> Work instructions
The lines wanted run from the first one below through the one with "Each command has". Return them exactly.

> Task material
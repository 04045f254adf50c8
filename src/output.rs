//! CLI output formatting for `build` and `check`.
//!
//! # Output Format
//!
//! Every version is listed with its page and asset counts, followed by its
//! output paths as indented lines:
//!
//! ```text
//! Versions
//! 001 en (3 pages, 2 assets)
//!     Source: en/
//!     img/cat.png
//!     img/dog.png
//!     index.html
//!     posts/hello.html
//!     posts/world.html
//! 002 zh (3 pages, 1 asset)
//!     Source: zh/
//!     ...
//!
//! Sitemap: 7 entries
//! Built 6 pages, 3 assets (production) → dist
//! ```
//!
//! # Architecture
//!
//! Each command has a `format_*` function (returns `Vec<String>`) for
//! testability and a `print_*` wrapper that writes to stdout. Format functions
//! are pure: no I/O, no side effects.

use crate::build::{SiteBuild, VersionBuild};

/// Format a 1-based positional index as 3-digit zero-padded.
fn format_index(pos: usize) -> String {
    format!("{:0>3}", pos)
}

/// Return indentation string: 4 spaces per depth level.
fn indent(depth: usize) -> String {
    "    ".repeat(depth)
}

fn plural(n: usize, one: &str, many: &str) -> String {
    if n == 1 {
        format!("{n} {one}")
    } else {
        format!("{n} {many}")
    }
}

fn version_lines(index: usize, version: &VersionBuild) -> Vec<String> {
    let mut lines = vec![format!(
        "{} {} ({}, {})",
        format_index(index),
        version.version_dir,
        plural(version.page_count, "page", "pages"),
        plural(version.asset_count, "asset", "assets"),
    )];
    lines.push(format!("{}Source: {}/", indent(1), version.version_dir));
    for path in &version.paths.paths {
        lines.push(format!("{}{}", indent(1), path));
    }
    lines
}

fn versions_section(site: &SiteBuild) -> Vec<String> {
    let mut lines = vec!["Versions".to_string()];
    for (i, version) in site.versions.iter().enumerate() {
        lines.extend(version_lines(i + 1, version));
    }
    lines
}

pub fn format_build_output(site: &SiteBuild) -> Vec<String> {
    let mut lines = versions_section(site);
    lines.push(String::new());
    if site.sitemap.is_some() {
        lines.push(format!(
            "Sitemap: {}",
            plural(site.sitemap_entries, "entry", "entries")
        ));
    }
    lines.push(format!(
        "Built {}, {} ({}) → {}",
        plural(site.page_count(), "page", "pages"),
        plural(site.asset_count(), "asset", "assets"),
        site.mode.as_str(),
        site.out_dir
    ));
    lines
}

pub fn print_build_output(site: &SiteBuild) {
    for line in format_build_output(site) {
        println!("{}", line);
    }
}

pub fn format_check_output(site: &SiteBuild) -> Vec<String> {
    let mut lines = versions_section(site);
    lines.push(String::new());
    lines.push(format!(
        "Checked {} in {}: no problems found",
        plural(site.page_count(), "page", "pages"),
        plural(site.versions.len(), "version", "versions"),
    ));
    lines
}

pub fn print_check_output(site: &SiteBuild) {
    for line in format_check_output(site) {
        println!("{}", line);
    }
}
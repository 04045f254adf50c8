//! Markdown → HTML rendering with reference hooks.
//!
//! Uses pulldown-cmark and rewrites its event stream:
//!
//! - **Images** become `<figure>` elements with lazy loading and the alt text
//!   repeated as a caption.
//! - **Links** to the site itself (root-relative or same domain) stay in the
//!   tab; root-relative `.md` links are rewritten to `.html`. External links
//!   open in a new tab with `rel="nofollow noopener"`.
//! - **Code blocks** are passed through and recorded in [`RenderUsage`], so
//!   the page template only loads syntax highlighting where it is needed.
//!
//! Every image source and link target is handed to the caller's
//! `on_reference` hook before it is emitted. The first hook error aborts the
//! render.

use crate::references::ReferenceError;
use maud::html;
use pulldown_cmark::{Event, LinkType, Options, Parser, Tag, TagEnd, html::push_html};

/// Features of the rendered content the page template cares about.
#[derive(Debug, Clone, Copy, Default, PartialEq, Eq)]
pub struct RenderUsage {
    pub has_code_block: bool,
}

#[derive(Debug, Clone)]
pub struct RenderedMarkdown {
    pub html: String,
    pub usage: RenderUsage,
}

/// An image whose alt text is still being collected.
struct PendingImage {
    src: String,
    title: String,
    alt: String,
}

/// Render a note body.
///
/// `site_domain` identifies absolute links that still point at this site.
pub fn render_markdown<F>(
    body: &str,
    site_domain: &str,
    mut on_reference: F,
) -> Result<RenderedMarkdown, ReferenceError>
where
    F: FnMut(&str) -> Result<(), ReferenceError>,
{
    let options = Options::ENABLE_TABLES
        | Options::ENABLE_STRIKETHROUGH
        | Options::ENABLE_TASKLISTS
        | Options::ENABLE_FOOTNOTES;

    let mut usage = RenderUsage::default();
    let mut events: Vec<Event> = Vec::new();
    // Images can nest inside alt text; only the outermost one is emitted.
    let mut images: Vec<PendingImage> = Vec::new();

    for event in Parser::new_ext(body, options) {
        match event {
            Event::Start(Tag::Image {
                dest_url, title, ..
            }) => {
                on_reference(&dest_url)?;
                images.push(PendingImage {
                    src: dest_url.to_string(),
                    title: title.to_string(),
                    alt: String::new(),
                });
            }
            Event::End(TagEnd::Image) => {
                if let Some(image) = images.pop() {
                    match images.last_mut() {
                        Some(parent) => parent.alt.push_str(&image.alt),
                        None => events.push(Event::InlineHtml(render_figure(&image).into())),
                    }
                }
            }
            Event::Start(Tag::Link {
                link_type,
                dest_url,
                title,
                ..
            }) => {
                let target = match link_type {
                    LinkType::Email => format!("mailto:{dest_url}"),
                    _ => dest_url.to_string(),
                };
                on_reference(&target)?;
                if images.is_empty() {
                    events.push(Event::InlineHtml(
                        open_anchor(&target, &title, site_domain).into(),
                    ));
                }
            }
            Event::End(TagEnd::Link) => {
                if images.is_empty() {
                    events.push(Event::InlineHtml("</a>".into()));
                }
            }
            Event::Text(text) | Event::Code(text) if !images.is_empty() => {
                if let Some(image) = images.last_mut() {
                    image.alt.push_str(&text);
                }
            }
            Event::SoftBreak | Event::HardBreak if !images.is_empty() => {
                if let Some(image) = images.last_mut() {
                    image.alt.push(' ');
                }
            }
            // Emphasis and other markup inside alt text is flattened away
            _ if !images.is_empty() => {}
            Event::Start(Tag::CodeBlock(kind)) => {
                usage.has_code_block = true;
                events.push(Event::Start(Tag::CodeBlock(kind)));
            }
            other => events.push(other),
        }
    }

    let mut html = String::with_capacity(body.len() * 2);
    push_html(&mut html, events.into_iter());
    Ok(RenderedMarkdown { html, usage })
}

fn render_figure(image: &PendingImage) -> String {
    let title = (!image.title.is_empty()).then_some(image.title.as_str());
    html! {
        figure {
            img src=(image.src) alt=(image.alt) title=[title] loading="lazy";
            figcaption { (image.alt) }
        }
    }
    .into_string()
}

/// Opening `<a>` tag for a validated target.
fn open_anchor(target: &str, title: &str, site_domain: &str) -> String {
    let title_attr = if title.is_empty() {
        String::new()
    } else {
        format!(r#" title="{}""#, escape(title))
    };

    if target.starts_with("mailto:") {
        return format!(r#"<a href="{}"{}>"#, escape(target), title_attr);
    }

    let internal =
        target.starts_with('/') || (!site_domain.is_empty() && target.starts_with(site_domain));
    if internal {
        let href = if target.starts_with('/') {
            rewrite_md_link(target)
        } else {
            target.to_string()
        };
        format!(r#"<a href="{}"{} target="_self">"#, escape(&href), title_attr)
    } else {
        format!(
            r#"<a href="{}"{} target="_blank" rel="nofollow noopener">"#,
            escape(target),
            title_attr
        )
    }
}

/// `/en/a.md#part` → `/en/a.html#part`.
pub fn rewrite_md_link(target: &str) -> String {
    let split = target.find(['#', '?']).unwrap_or(target.len());
    let (path, suffix) = target.split_at(split);
    match path.strip_suffix(".md") {
        Some(stem) => format!("{stem}.html{suffix}"),
        None => target.to_string(),
    }
}

fn escape(text: &str) -> String {
    html! { (text) }.into_string()
}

> Response to this task
repository 04045f254adf50c8
filename src/output.rs
//! CLI output formatting for `build` and `check`.
//!
//! # Output Format
//!
//! Every version is listed with its page and asset counts, followed by its
//! output paths as indented lines:
//!
//! ```text
//! Versions
//! 001 en (3 pages, 2 assets)
//!     Source: en/
//!     img/cat.png
//!     img/dog.png
//!     index.html
//!     posts/hello.html
//!     posts/world.html
//! 002 zh (3 pages, 1 asset)
//!     Source: zh/
//!     ...
//!
//! Sitemap: 7 entries
//! Built 6 pages, 3 assets (production) → dist
//! ```
//!
//! # Architecture
//!
//! Each command has a `format_*` function (returns `Vec<String>`) for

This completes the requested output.